• [GOAL OF THE EXERCISE] Your answer must hold only the lines below from the line containing "pub struct DrowsinessRecord" through the line containing "pub fn serialize<S: Serializer>(value: &f32, s: S)", each reproduced exactly.

• [DATA LISTING]
/---
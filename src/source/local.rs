//! In-memory timetable source.
//!
//! This module provides a local implementation of [`TimetableSource`]
//! suitable for unit testing and local development. All data is held in
//! memory, providing fast, deterministic and isolated execution.

use async_trait::async_trait;
use chrono::NaiveDate;
use std::sync::{Arc, RwLock};

use super::{SourceError, SourceResult, TimetableSource};
use crate::models::timetable::TimetableDay;
use crate::parsing::parse_timetable_json;

/// In-memory timetable source.
///
/// # Example
/// ```
/// use rooms_rust::source::LocalTimetable;
///
/// let source = LocalTimetable::from_json(r#"{"rooms": []}"#).unwrap();
/// ```
#[derive(Clone, Default)]
pub struct LocalTimetable {
    data: Arc<RwLock<LocalData>>,
}

struct LocalData {
    days: Vec<TimetableDay>,
    is_healthy: bool,
}

impl Default for LocalData {
    fn default() -> Self {
        Self {
            days: Vec::new(),
            is_healthy: true,
        }
    }
}

impl LocalTimetable {
    /// Create a source holding the given day records.
    pub fn new(days: Vec<TimetableDay>) -> Self {
        Self {
            data: Arc::new(RwLock::new(LocalData {
                days,
                is_healthy: true,
            })),
        }
    }

    /// Create an empty source.
    pub fn empty() -> Self {
        Self::new(Vec::new())
    }

    /// Create a source from a raw timetable JSON payload.
    pub fn from_json(json_str: &str) -> anyhow::Result<Self> {
        Ok(Self::new(parse_timetable_json(json_str)?))
    }

    /// Toggle the simulated connection health. While unhealthy, every
    /// fetch fails with a network error, which lets tests exercise the
    /// failure propagation of the search layer.
    pub fn set_healthy(&self, healthy: bool) {
        let mut data = self.data.write().expect("LocalTimetable lock poisoned");
        data.is_healthy = healthy;
    }

    /// Append a day record.
    pub fn push_day(&self, day: TimetableDay) {
        let mut data = self.data.write().expect("LocalTimetable lock poisoned");
        data.days.push(day);
    }
}

#[async_trait]
impl TimetableSource for LocalTimetable {
    async fn fetch_day(&self, date: NaiveDate) -> SourceResult<Vec<TimetableDay>> {
        let data = self
            .data
            .read()
            .map_err(|_| SourceError::network("LocalTimetable lock poisoned"))?;

        if !data.is_healthy {
            return Err(SourceError::network("simulated connection failure"));
        }

        let date_str = date.format("%Y-%m-%d").to_string();
        Ok(data
            .days
            .iter()
            .filter(|day| day.date == date_str)
            .cloned()
            .collect())
    }
}
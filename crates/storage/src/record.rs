//! Score log row format

use chrono::{Local, NaiveDateTime, Timelike};
use serde::{Deserialize, Serialize};

/// Timestamp layout used in the log (`2024-05-01 13:45:09`)
pub const TIMESTAMP_FORMAT: &str = "%Y-%m-%d %H:%M:%S";

/// One row of the drowsiness log.
///
/// Field order is the column order: `timestamp,score,is_drowsy`.
#[derive(Debug, Clone, Copy, PartialEq, Serialize, Deserialize)]
pub struct DrowsinessRecord {
    #[serde(with = "timestamp")]
    pub timestamp: NaiveDateTime,
    #[serde(with = "score")]
    pub score: f32,
    #[serde(with = "verdict")]
    pub is_drowsy: bool,
}

impl DrowsinessRecord {
    /// Stamp a verdict with the local wall clock, truncated to whole seconds
    pub fn now(is_drowsy: bool, score: f32) -> Self {
        let now = Local::now().naive_local();
        Self {
            timestamp: now.with_nanosecond(0).unwrap_or(now),
            score,
            is_drowsy,
        }
    }
}

mod timestamp {
    use super::TIMESTAMP_FORMAT;
    use chrono::NaiveDateTime;
    use serde::{de, Deserialize, Deserializer, Serializer};

    pub fn serialize<S: Serializer>(ts: &NaiveDateTime, s: S) -> Result<S::Ok, S::Error> {
        s.collect_str(&ts.format(TIMESTAMP_FORMAT))
    }

    pub fn deserialize<'de, D: Deserializer<'de>>(d: D) -> Result<NaiveDateTime, D::Error> {
        let raw = String::deserialize(d)?;
        NaiveDateTime::parse_from_str(raw.trim(), TIMESTAMP_FORMAT)
            .map_err(|e| de::Error::custom(format!("invalid timestamp {:?}: {}", raw, e)))
    }
}

mod score {
    use serde::{de, Deserialize, Deserializer, Serializer};

    pub fn serialize<S: Serializer>(value: &f32, s: S) -> Result<S::Ok, S::Error> {
        s.serialize_f32(*value)
    }

    pub fn deserialize<'de, D: Deserializer<'de>>(d: D) -> Result<f32, D::Error> {
        let value = f32::deserialize(d)?;
        if value.is_finite() {
            Ok(value)
        } else {
            Err(de::Error::custom(format!("non-finite score {}", value)))
        }
    }
}

// Logs written by earlier deployments spell booleans `True`/`False`.
mod verdict {
    use serde::{de, Deserialize, Deserializer, Serializer};

    pub fn serialize<S: Serializer>(value: &bool, s: S) -> Result<S::Ok, S::Error> {
        s.serialize_str(if *value { "True" } else { "False" })
    }

    pub fn deserialize<'de, D: Deserializer<'de>>(d: D) -> Result<bool, D::Error> {
        let raw = String::deserialize(d)?;
        match raw.trim().to_ascii_lowercase().as_str() {
            "true" => Ok(true),
            "false" => Ok(false),
            _ => Err(de::Error::custom(format!("invalid is_drowsy value {:?}", raw))),
        }
    }
}
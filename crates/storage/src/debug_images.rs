//! Debug copies of received uploads

use crate::StorageError;
use serde::{Deserialize, Serialize};
use std::path::PathBuf;
use std::sync::atomic::{AtomicU64, Ordering};
use std::sync::Mutex;
use tracing::debug;

/// How debug images are named on disk
#[derive(Debug, Clone, Copy, PartialEq, Eq, Default, Serialize, Deserialize)]
#[serde(rename_all = "snake_case")]
pub enum DebugImagePolicy {
    /// Always write `debug_image.jpg`, keeping only the latest upload
    #[default]
    Overwrite,
    /// Write `debug_image_<n>.jpg`, one file per upload, `n` starting at 1
    Sequence,
}

/// Writes raw upload bytes for offline inspection.
///
/// The sequence counter lives for the lifetime of the store, so it restarts
/// at 1 only when the process does.
pub struct DebugImageStore {
    dir: PathBuf,
    policy: DebugImagePolicy,
    counter: AtomicU64,
    overwrite_lock: Mutex<()>,
}

impl DebugImageStore {
    pub fn new(dir: impl Into<PathBuf>, policy: DebugImagePolicy) -> Self {
        Self {
            dir: dir.into(),
            policy,
            counter: AtomicU64::new(0),
            overwrite_lock: Mutex::new(()),
        }
    }

    /// Persist one upload, returning the path written
    pub fn save(&self, bytes: &[u8]) -> Result<PathBuf, StorageError> {
        let path = match self.policy {
            DebugImagePolicy::Overwrite => {
                let path = self.dir.join("debug_image.jpg");
                let _guard = self
                    .overwrite_lock
                    .lock()
                    .map_err(|e| StorageError::Lock(e.to_string()))?;
                std::fs::write(&path, bytes).map_err(|e| StorageError::io(&path, e))?;
                path
            }
            DebugImagePolicy::Sequence => {
                let n = self.counter.fetch_add(1, Ordering::Relaxed) + 1;
                let path = self.dir.join(format!("debug_image_{}.jpg", n));
                std::fs::write(&path, bytes).map_err(|e| StorageError::io(&path, e))?;
                path
            }
        };

        debug!("Wrote {} byte debug image to {}", bytes.len(), path.display());
        Ok(path)
    }
}

#[cfg(test)]
mod tests {
    use super::*;
    use std::collections::HashSet;
    use std::sync::Arc;
    use tempfile::TempDir;

    #[test]
    fn test_overwrite_keeps_latest() {
        let dir = TempDir::new().unwrap();
        let store = DebugImageStore::new(dir.path(), DebugImagePolicy::Overwrite);

        let first = store.save(b"first").unwrap();
        let second = store.save(b"second").unwrap();

        assert_eq!(first, second);
        assert_eq!(std::fs::read(&second).unwrap(), b"second");
        assert_eq!(std::fs::read_dir(dir.path()).unwrap().count(), 1);
    }

    #[test]
    fn test_sequence_starts_at_one() {
        let dir = TempDir::new().unwrap();
        let store = DebugImageStore::new(dir.path(), DebugImagePolicy::Sequence);

        assert_eq!(store.save(b"a").unwrap(), dir.path().join("debug_image_1.jpg"));
        assert_eq!(store.save(b"b").unwrap(), dir.path().join("debug_image_2.jpg"));
    }

    #[test]
    fn test_sequence_is_unique_under_concurrency() {
        let dir = TempDir::new().unwrap();
        let store = Arc::new(DebugImageStore::new(dir.path(), DebugImagePolicy::Sequence));

        let handles: Vec<_> = (0..8)
            .map(|_| {
                let store = Arc::clone(&store);
                std::thread::spawn(move || {
                    (0..10).map(|_| store.save(b"x").unwrap()).collect::<Vec<_>>()
                })
            })
            .collect();

        let mut paths = HashSet::new();
        for handle in handles {
            paths.extend(handle.join().unwrap());
        }
        assert_eq!(paths.len(), 80);
        assert_eq!(std::fs::read_dir(dir.path()).unwrap().count(), 80);
    }

    #[test]
    fn test_missing_directory_is_an_error() {
        let dir = TempDir::new().unwrap();
        let store = DebugImageStore::new(dir.path().join("gone"), DebugImagePolicy::Overwrite);
        assert!(matches!(store.save(b"x"), Err(StorageError::Io { .. })));
    }
}
//! HTTP route handlers

pub mod detect;
pub mod status;
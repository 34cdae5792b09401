//! Detection results

use serde::{Deserialize, Serialize};
use crate::DmsError;

/// Drowsiness verdict and score for a single frame
#[derive(Debug, Clone, Copy, PartialEq, Serialize, Deserialize)]
pub struct Detection {
    /// Whether the driver is judged drowsy
    pub is_drowsy: bool,

    /// Continuous score reported by the detector
    pub score: f32,
}

impl Detection {
    pub fn new(is_drowsy: bool, score: f32) -> Self {
        Self { is_drowsy, score }
    }

    /// Derive the verdict from a raw score and threshold.
    ///
    /// Rejects NaN and infinities: they cannot be logged or returned as JSON.
    pub fn from_score(score: f32, threshold: f32) -> Result<Self, DmsError> {
        if !score.is_finite() {
            return Err(DmsError::InvalidScore(score));
        }
        Ok(Self {
            is_drowsy: score >= threshold,
            score,
        })
    }
}

#[cfg(test)]
mod tests {
    use super::*;

    #[test]
    fn test_threshold_is_inclusive() {
        assert!(Detection::from_score(0.5, 0.5).unwrap().is_drowsy);
        assert!(!Detection::from_score(0.49, 0.5).unwrap().is_drowsy);
    }

    #[test]
    fn test_non_finite_score_rejected() {
        assert!(matches!(
            Detection::from_score(f32::NAN, 0.5),
            Err(DmsError::InvalidScore(_))
        ));
        assert!(Detection::from_score(f32::INFINITY, 0.5).is_err());
    }
}
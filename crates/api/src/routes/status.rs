//! Liveness and health routes

use axum::{extract::State, Json};
use serde::{Deserialize, Serialize};
use std::sync::Arc;

use crate::AppState;

/// Fixed `{"message": ...}` body
#[derive(Debug, Serialize, Deserialize)]
pub struct MessageResponse {
    pub message: String,
}

/// Health response
#[derive(Debug, Serialize, Deserialize)]
pub struct HealthResponse {
    pub status: String,
    pub version: String,
    pub uptime_seconds: u64,
}

/// `GET /`
pub async fn home() -> Json<MessageResponse> {
    Json(MessageResponse {
        message: "Hello, World!".to_string(),
    })
}

/// `GET /ping`
pub async fn ping() -> Json<MessageResponse> {
    Json(MessageResponse {
        message: "pong".to_string(),
    })
}

/// `GET /health`
pub async fn health(State(state): State<Arc<AppState>>) -> Json<HealthResponse> {
    Json(HealthResponse {
        status: "healthy".to_string(),
        version: state.version.clone(),
        uptime_seconds: state.start_time.elapsed().as_secs(),
    })
}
\---
• [PROBLEM SOLUTION]
pub struct DrowsinessRecord {
    #[serde(with = "timestamp")]
    pub timestamp: NaiveDateTime,
    #[serde(with = "score")]
    pub score: f32,
    #[serde(with = "verdict")]
    pub is_drowsy: bool,
}

impl DrowsinessRecord {
    /// Stamp a verdict with the local wall clock, truncated to whole seconds
    pub fn now(is_drowsy: bool, score: f32) -> Self {
        let now = Local::now().naive_local();
        Self {
            timestamp: now.with_nanosecond(0).unwrap_or(now),
            score,
            is_drowsy,
        }
    }
}

mod timestamp {
    use super::TIMESTAMP_FORMAT;
    use chrono::NaiveDateTime;
    use serde::{de, Deserialize, Deserializer, Serializer};

    pub fn serialize<S: Serializer>(ts: &NaiveDateTime, s: S) -> Result<S::Ok, S::Error> {
        s.collect_str(&ts.format(TIMESTAMP_FORMAT))
    }

    pub fn deserialize<'de, D: Deserializer<'de>>(d: D) -> Result<NaiveDateTime, D::Error> {
        let raw = String::deserialize(d)?;
        NaiveDateTime::parse_from_str(raw.trim(), TIMESTAMP_FORMAT)
            .map_err(|e| de::Error::custom(format!("invalid timestamp {:?}: {}", raw, e)))
    }
}

mod score {
    use serde::{de, Deserialize, Deserializer, Serializer};

    pub fn serialize<S: Serializer>(value: &f32, s: S) -> Result<S::Ok, S::Error> {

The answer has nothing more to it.